**Materials provided**.
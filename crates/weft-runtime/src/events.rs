//! Execution events and notifiers for observability.
//!
//! Events are emitted during an execution so consumers can observe progress,
//! stream it to a UI, record metrics, etc. The engine never depends on what a
//! notifier does with them.

use serde::{Deserialize, Serialize};
use tokio::sync::mpsc;

/// Events emitted during an execution.
#[derive(Debug, Clone, PartialEq, Serialize, Deserialize)]
pub enum ExecutionEvent {
  /// The graph was built and nodes are about to be scheduled.
  WorkflowStarted { execution_id: String, nodes: usize },

  /// A node's lifecycle has started.
  NodeStarted {
    execution_id: String,
    node_id: String,
  },

  /// A node completed and its outputs are visible.
  NodeCompleted {
    execution_id: String,
    node_id: String,
    keys: Vec<String>,
  },

  /// A node failed; nothing it produced was written.
  NodeFailed {
    execution_id: String,
    node_id: String,
    error: String,
  },

  /// A node will never run.
  NodeSkipped {
    execution_id: String,
    node_id: String,
    reason: String,
  },

  /// Every node reached a terminal state.
  WorkflowCompleted {
    execution_id: String,
    failures: usize,
  },

  /// The execution could not start.
  WorkflowFailed { execution_id: String, error: String },
}

/// Trait for receiving execution events.
///
/// The engine calls `notify` for each event. Implementations decide what to
/// do with them (persist, broadcast, log, ignore, etc.).
pub trait ExecutionNotifier: Send + Sync {
  fn notify(&self, event: ExecutionEvent);
}

/// A notifier that discards all events.
#[derive(Debug, Clone, Default)]
pub struct NoopNotifier;

impl ExecutionNotifier for NoopNotifier {
  fn notify(&self, _event: ExecutionEvent) {}
}

/// A notifier that sends events to an unbounded channel.
///
/// Event volume is a handful per node, so the channel is unbounded to keep
/// a slow consumer from stalling the scheduler.
#[derive(Debug, Clone)]
pub struct ChannelNotifier {
  sender: mpsc::UnboundedSender<ExecutionEvent>,
}

impl ChannelNotifier {
  pub fn new(sender: mpsc::UnboundedSender<ExecutionEvent>) -> Self {
    Self { sender }
  }

  /// Create a notifier together with the receiving end of its channel.
  pub fn channel() -> (Self, mpsc::UnboundedReceiver<ExecutionEvent>) {
    let (sender, receiver) = mpsc::unbounded_channel();
    (Self::new(sender), receiver)
  }
}

impl ExecutionNotifier for ChannelNotifier {
  fn notify(&self, event: ExecutionEvent) {
    // Ignore send errors - receiver may have been dropped
    let _ = self.sender.send(event);
  }
}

**Directions**.
With "emitted" as the word to match, copy each line of the records that has it.

**Solution for this exercise**.
//! Events are emitted during an execution so consumers can observe progress,
/// Events emitted during an execution.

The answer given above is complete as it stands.